Bernie Sanders Releases Physician Letter Attesting to His Good Health

  • Doctor of 26 years says senator is active with no limitations
  • Democrat had promised to release records before Iowa caucuses

Senator Bernie Sanders speaks during a Bloomberg Politics interview in Des Moines, Iowa, on Jan. 28, 2016.

Photographer: Andrew Harrer/Bloomberg

Democratic presidential candidate Bernie Sanders, who would be the oldest man to be elected should he win, is in good health, according to an overview of his medical history that raised no questions about his fitness to hold office.

The 74-year-old Vermont senator doesn’t have a history of cardiovascular disease, the nation’s leading killer, and his blood pressure and cholesterol levels are within the normal range, according to the letter from Brian P. Monahan, the attending physician of the U.S. Congress, Sanders’ doctor for the last 26 years. Unlike the vast majority of peers in his age group, Sanders takes just one medicine a day, levothyroxine, a hormone to treat underactive thyroid that can cause fatigue and weight gain.

“You are in overall very good health and active in your professional work, and recreational lifestyle without limitation,” Monahan wrote. Sanders doesn’t use tobacco, drinks alcohol infrequently and is up-to-date on vaccinations, the physician said.

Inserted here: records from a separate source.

use jolt_common::logger::Log;
use jolt_common::options::{LoaderKind, Target};
use jolt_common::refs::SourceIndex;
use jolt_parser::ast::*;
use jolt_parser::parts::Ast;
use jolt_parser::{ParseOptions, parse};

fn parse_with_target(source: &str, target: Target) -> Ast {
    let log = Log::default();
    let options = ParseOptions {
        loader: LoaderKind::Js,
        target,
        ..ParseOptions::default()
    };
    let ast = parse(source, "/test.js", SourceIndex(1), options, &log);
    assert!(!log.has_errors(), "unexpected errors");
    ast
}

fn first_expr(ast: &Ast) -> &Expr {
    for part in &ast.parts {
        for stmt in &part.stmts {
            if let SData::Expr(expr) = &stmt.data {
                return expr;
            }
        }
    }
    panic!("no expression statement found");
}

#[test]
fn exponent_lowers_to_math_pow() {
    let ast = parse_with_target("x ** y;", Target::ES2015);
    let EData::Call(call) = &first_expr(&ast).data else {
        panic!("expected a call");
    };
    let EData::Dot(dot) = &call.target.data else {
        panic!("expected Math.pow");
    };
    assert_eq!(dot.name, "pow");
    assert_eq!(call.args.len(), 2);
}

#[test]
fn exponent_stays_at_es2016() {
    let ast = parse_with_target("x ** y;", Target::ES2016);
    assert!(matches!(first_expr(&ast).data, EData::Binary(_)));
}

#[test]
fn optional_chain_lowers_to_guarded_conditional() {
    let ast = parse_with_target("a?.b.c;", Target::ES2019);
    let EData::Conditional(cond) = &first_expr(&ast).data else {
        panic!("expected a conditional");
    };
    // Guard: a == null
    let EData::Binary(test) = &cond.test.data else {
        panic!("expected a binary test");
    };
    assert_eq!(test.op, BinOp::LooseEq);
    assert!(matches!(test.right.data, EData::Null));
    // Taken branch: void 0
    assert!(matches!(
        &cond.yes.data,
        EData::Unary(unary) if unary.op == UnOp::Void
    ));
    // Fallthrough: the whole plain access chain a.b.c
    let EData::Dot(outer) = &cond.no.data else {
        panic!("expected a.b.c");
    };
    assert_eq!(outer.name, "c");
    assert_eq!(outer.optional_chain, OptionalChain::None);
}

#[test]
fn optional_chain_stays_at_es2020() {
    let ast = parse_with_target("a?.b;", Target::ES2020);
    assert!(matches!(first_expr(&ast).data, EData::Dot(_)));
}

#[test]
fn nullish_coalescing_lowers_with_temporary() {
    let ast = parse_with_target("f() ?? fallback;", Target::ES2019);
    let EData::Conditional(cond) = &first_expr(&ast).data else {
        panic!("expected a conditional");
    };
    let EData::Binary(test) = &cond.test.data else {
        panic!("expected a test");
    };
    assert_eq!(test.op, BinOp::LooseNe);
    // The guard assigns the called value into a temporary
    assert!(matches!(
        &test.left.data,
        EData::Binary(assign) if assign.op == BinOp::Assign
    ));
    // A `var` declaration for the temporary was flushed into the part
    let has_temp_decl = ast.parts.iter().any(|part| {
        part.stmts.iter().any(|stmt| {
            matches!(
                &stmt.data,
                SData::Local(local)
                    if local.kind == LocalKind::Var
                        && local.decls.iter().any(|decl| decl.value.is_none())
            )
        })
    });
    assert!(has_temp_decl);
}

#[test]
fn nullish_without_side_effects_skips_temporary() {
    let ast = parse_with_target("a ?? b;", Target::ES2019);
    let EData::Conditional(cond) = &first_expr(&ast).data else {
        panic!("expected a conditional");
    };
    let EData::Binary(test) = &cond.test.data else {
        panic!("expected a test");
    };
    assert!(matches!(test.left.data, EData::Identifier(_)));
}

#[test]
fn logical_assignment_lowers() {
    let ast = parse_with_target("a ||= b;", Target::ES2020);
    let EData::Binary(binary) = &first_expr(&ast).data else {
        panic!("expected a binary");
    };
    assert_eq!(binary.op, BinOp::LogicalOr);
    assert!(matches!(
        &binary.right.data,
        EData::Binary(assign) if assign.op == BinOp::Assign
    ));
}

#[test]
fn logical_assignment_stays_at_es2021() {
    let ast = parse_with_target("a ||= b;", Target::ES2021);
    let EData::Binary(binary) = &first_expr(&ast).data else {
        panic!("expected a binary");
    };
    assert_eq!(binary.op, BinOp::LogicalOrAssign);
}

#[test]
fn object_spread_lowers_to_object_assign() {
    let ast = parse_with_target("x = {a: 1, ...rest, b: 2};", Target::ES2017);
    let EData::Binary(assign) = &first_expr(&ast).data else {
        panic!("expected an assignment");
    };
    let EData::Call(call) = &assign.right.data else {
        panic!("expected Object.assign");
    };
    let EData::Dot(dot) = &call.target.data else {
        panic!("expected a member callee");
    };
    assert_eq!(dot.name, "assign");
    // {a: 1}, rest, {b: 2}
    assert_eq!(call.args.len(), 3);
}

#[test]
fn optional_catch_binding_gains_a_name() {
    let ast = parse_with_target("try { f(); } catch { g(); }", Target::ES2018);
    let catch = ast
        .parts
        .iter()
        .find_map(|part| {
            part.stmts.iter().find_map(|stmt| match &stmt.data {
                SData::Try(data) => data.catch.as_ref(),
                _ => None,
            })
        })
        .expect("catch clause");
    assert!(catch.binding.is_some());
}

#[test]
fn optional_catch_binding_stays_at_es2019() {
    let ast = parse_with_target("try { f(); } catch { g(); }", Target::ES2019);
    let catch = ast
        .parts
        .iter()
        .find_map(|part| {
            part.stmts.iter().find_map(|stmt| match &stmt.data {
                SData::Try(data) => data.catch.as_ref(),
                _ => None,
            })
        })
        .expect("catch clause");
    assert!(catch.binding.is_none());
}

#[test]
fn class_instance_fields_move_into_constructor() {
    let ast = parse_with_target(
        "class Point { x = 1; y = 2; constructor() { this.ready = true; } }",
        Target::ES2020,
    );
    let class = ast
        .parts
        .iter()
        .find_map(|part| {
            part.stmts.iter().find_map(|stmt| match &stmt.data {
                SData::Class(data) => Some(&data.class),
                _ => None,
            })
        })
        .expect("class statement");
    // No plain fields remain
    assert!(
        class
            .members
            .iter()
            .all(|member| !matches!(member, ClassMember::Field(_)))
    );
    let ClassMember::Method(ctor) = &class.members[0] else {
        panic!("expected the constructor");
    };
    assert_eq!(ctor.kind, MethodKind::Constructor);
    // Two field installs precede the original body statement
    assert_eq!(ctor.func.body.len(), 3);
}

#[test]
fn class_static_fields_follow_the_declaration() {
    let ast = parse_with_target("class Config { static mode = 'fast'; }", Target::ES2020);
    // The class part carries both the class and the install statement
    let part = ast
        .parts
        .iter()
        .find(|part| {
            part.stmts
                .iter()
                .any(|stmt| matches!(stmt.data, SData::Class(_)))
        })
        .expect("class part");
    assert_eq!(part.stmts.len(), 2);
}

#[test]
fn class_fields_stay_at_es2022() {
    let ast = parse_with_target("class Point { x = 1; }", Target::ES2022);
    let class = ast
        .parts
        .iter()
        .find_map(|part| {
            part.stmts.iter().find_map(|stmt| match &stmt.data {
                SData::Class(data) => Some(&data.class),
                _ => None,
            })
        })
        .expect("class statement");
    assert!(matches!(class.members[0], ClassMember::Field(_)));
}

#[test]
fn async_below_target_warns_and_passes_through() {
    let log = Log::default();
    let options = ParseOptions {
        loader: LoaderKind::Js,
        target: Target::ES2015,
        ..ParseOptions::default()
    };
    let ast = parse(
        "let f = async () => 1;",
        "/test.js",
        SourceIndex(1),
        options,
        &log,
    );
    let warnings = log.take();
    assert!(warnings.iter().any(|d| d.text.contains("lowered")));
    // The arrow survives unchanged
    let found_async = ast.parts.iter().any(|part| {
        part.stmts.iter().any(|stmt| {
            matches!(
                &stmt.data,
                SData::Local(local)
                    if local.decls.iter().any(|decl| matches!(
                        decl.value.as_ref().map(|v| &v.data),
                        Some(EData::Arrow(arrow)) if arrow.is_async
                    ))
            )
        })
    });
    assert!(found_async);
}
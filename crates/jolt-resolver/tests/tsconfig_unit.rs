use super::*;

#[test]
fn parses_base_url() {
    let config = TsConfig::parse(r#"{"compilerOptions": {"baseUrl": "./src"}}"#).unwrap();
    assert_eq!(config.base_url.as_deref(), Some("./src"));
}

#[test]
fn tolerates_comments_and_trailing_commas() {
    let text = r#"{
        // line comment
        "compilerOptions": {
            /* block comment */
            "baseUrl": "src",
        },
    }"#;
    let config = TsConfig::parse(text).unwrap();
    assert_eq!(config.base_url.as_deref(), Some("src"));
}

#[test]
fn missing_base_url_is_none() {
    let config = TsConfig::parse(r#"{"compilerOptions": {}}"#).unwrap();
    assert!(config.base_url.is_none());
}

#[test]
fn comment_markers_inside_strings_survive() {
    let config =
        TsConfig::parse(r#"{"compilerOptions": {"baseUrl": "a//b"}}"#).unwrap();
    assert_eq!(config.base_url.as_deref(), Some("a//b"));
}
//! Statement parsing (pass 1).

use super::*;
use crate::ops::Precedence;
use super::*;

#[test]
fn indices_follow_first_discovery_order() {
    let registry = SourceRegistry::new();
    let (a, new_a) = registry.intern("/a.js");
    let (b, new_b) = registry.intern("/b.js");
    let (a_again, new_again) = registry.intern("/a.js");

    assert_eq!(a, SourceIndex(0));
    assert_eq!(b, SourceIndex(1));
    assert_eq!(a_again, a);
    assert!(new_a && new_b && !new_again);
    assert_eq!(registry.len(), 2);
}

#[test]
fn concurrent_interning_allocates_unique_indices() {
    use rayon::prelude::*;

    let registry = SourceRegistry::new();
    let indices: Vec<SourceIndex> = (0..64)
        .into_par_iter()
        .map(|i| registry.intern(&format!("/file{}.js", i % 16)).0)
        .collect();

    let unique: std::collections::HashSet<u32> = indices.iter().map(|index| index.0).collect();
    assert_eq!(unique.len(), 16);
    assert_eq!(registry.len(), 16);
    assert!(unique.iter().all(|&index| index < 16));
}
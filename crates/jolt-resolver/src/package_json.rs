//! `package.json` fields the resolver consults.

use rustc_hash::FxHashMap;
use serde::Deserialize;

/// The `browser` field: either a single replacement entry point or a map
/// of redirects. Map values of `false` disable the module entirely.
#[derive(Clone, Debug, Default)]
pub struct BrowserMap {
    /// Replacement entry point when `browser` was a plain string.
    pub entry: Option<String>,
    /// Specifier or relative path → replacement; `None` means disabled.
    pub redirects: FxHashMap<String, Option<String>>,
}

#[derive(Clone, Debug, Default)]
pub struct PackageJson {
    pub main: Option<String>,
    pub module: Option<String>,
    pub browser: BrowserMap,
}

#[derive(Deserialize)]
struct RawPackageJson {
    main: Option<String>,
    module: Option<String>,
    #[serde(default)]
    browser: Option<serde_json::Value>,
}

impl PackageJson {
    pub fn parse(text: &str) -> Option<PackageJson> {
        let raw: RawPackageJson = serde_json::from_str(text).ok()?;
        let mut browser = BrowserMap::default();
        match raw.browser {
            Some(serde_json::Value::String(entry)) => browser.entry = Some(entry),
            Some(serde_json::Value::Object(entries)) => {
                for (key, value) in entries {
                    match value {
                        serde_json::Value::String(replacement) => {
                            browser.redirects.insert(key, Some(replacement));
                        }
                        serde_json::Value::Bool(false) => {
                            browser.redirects.insert(key, None);
                        }
                        _ => {}
                    }
                }
            }
            _ => {}
        }
        Some(PackageJson {
            main: raw.main,
            module: raw.module,
            browser,
        })
    }

    /// Look up a browser redirect for a specifier or relative path.
    /// Returns `Some(None)` for disabled modules.
    pub fn browser_redirect(&self, specifier: &str) -> Option<Option<&str>> {
        let candidates = [
            specifier.to_string(),
            format!("./{}", specifier.trim_start_matches("./")),
            specifier.trim_start_matches("./").to_string(),
        ];
        for candidate in &candidates {
            if let Some(replacement) = self.browser.redirects.get(candidate) {
                return Some(replacement.as_deref());
            }
        }
        None
    }
}
//! End-to-end runs of the pipeline against a real directory tree,
//! exercising the same path the binary takes (minus argument parsing).

use std::fs;

use jolt_bundler::build;
use jolt_common::logger::Log;
use jolt_common::options::{BuildOptions, OutputFormat, Target};
use jolt_resolver::OsFileSystem;

fn write(dir: &std::path::Path, name: &str, contents: &str) -> String {
    let path = dir.join(name);
    if let Some(parent) = path.parent() {
        fs::create_dir_all(parent).unwrap();
    }
    fs::write(&path, contents).unwrap();
    path.to_string_lossy().replace('\\', "/")
}

#[test]
fn bundles_from_the_real_filesystem() {
    let dir = tempfile::tempdir().unwrap();
    let entry = write(
        dir.path(),
        "src/entry.js",
        "import {greet} from './lib/greet';\nconsole.log(greet('world'));\n",
    );
    write(
        dir.path(),
        "src/lib/greet.js",
        "export function greet(name) { return 'hello ' + name; }\n",
    );

    let options = BuildOptions {
        entry_points: vec![entry],
        bundle: true,
        format: OutputFormat::EsModule,
        target: Target::ESNext,
        ..BuildOptions::default()
    };
    let log = Log::default();
    let result = build(&options, &OsFileSystem, &log);
    assert!(!log.has_errors(), "{:?}", log.take());

    let text = String::from_utf8_lossy(&result.output_files[0].contents).into_owned();
    assert!(text.contains("function greet"), "{text}");
    assert!(text.contains("console.log(greet(\"world\"))"), "{text}");
}

#[test]
fn resolves_node_modules_on_disk() {
    let dir = tempfile::tempdir().unwrap();
    let entry = write(
        dir.path(),
        "src/entry.js",
        "import {pad} from 'padding';\nuse(pad('x'));\n",
    );
    write(
        dir.path(),
        "node_modules/padding/package.json",
        r#"{"main": "lib/index.js"}"#,
    );
    write(
        dir.path(),
        "node_modules/padding/lib/index.js",
        "export function pad(value) { return ' ' + value; }\n",
    );

    let options = BuildOptions {
        entry_points: vec![entry],
        bundle: true,
        format: OutputFormat::EsModule,
        target: Target::ESNext,
        ..BuildOptions::default()
    };
    let log = Log::default();
    let result = build(&options, &OsFileSystem, &log);
    assert!(!log.has_errors(), "{:?}", log.take());

    let text = String::from_utf8_lossy(&result.output_files[0].contents).into_owned();
    assert!(text.contains("function pad"), "{text}");
}

#[test]
fn reports_errors_with_file_attribution() {
    let dir = tempfile::tempdir().unwrap();
    let entry = write(dir.path(), "src/entry.js", "import './missing';\n");

    let options = BuildOptions {
        entry_points: vec![entry.clone()],
        bundle: true,
        ..BuildOptions::default()
    };
    let log = Log::default();
    build(&options, &OsFileSystem, &log);
    assert!(log.has_errors());
    let diagnostics = log.take();
    assert!(
        diagnostics.iter().any(|d| d.path == entry),
        "{diagnostics:?}"
    );
}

Sanders’ health records hold up against his Democratic opponent, former Secretary of State Hillary Clinton, and Republican rivals including Donald Trump and Jeb Bush, all of whom previously released letters from their doctors.

Clinton, 68, released a letter from her doctor, internist Lisa Bardack, in July that said she was "in excellent physical condition and fit to serve as President of the United States." Like Sanders, she suffers from underactive thyroid, or hypothyroidism. Bardack wrote that the condition is common in women over 60.

Trump, the front-runner for the Republican nomination, takes a daily aspirin and a pill to lower his cholesterol levels. Bush also takes medicine to lower cholesterol, and he was able to avoid medication for mildly elevated blood pressure and blood sugar levels with exercise. The former governor of Florida also takes vitamin D3, known as the sunshine vitamin. Neither has any chronic medical conditions.

While Sanders’ most recent physical exam on Nov. 18 was normal, he has had his share of health problems over the years. He suffered from gout, a very painful form of arthritis, for which he sometimes take the generic drug indomethacin. Acid reflux caused Sanders to develop laryngitis and he’s been treated for diverticulitis, an inflammation in the lining of the digestive system.

The senator has undergone surgery to repair two hernias, a weakening of the stomach muscles that can allow soft tissue to protrude. He also had superficial skin tumors, often found on those who are fair-skinned, and a cyst on his right true vocal cord removed.

Sanders is locked in a tight race in the Feb. 1 Iowa caucuses with Clinton and had promised to release his health records before the first-in-the-nation vote.

While Sanders’ medical records didn’t flag any potential health problems, Monahan didn’t use superlatives, as Trump’s doctor did. Harold Bornstein, a gasteroenterologist who has cared for Trump since 1980, said his patient would be the “healthiest individual ever elected” should he win the race for the nation’s highest office.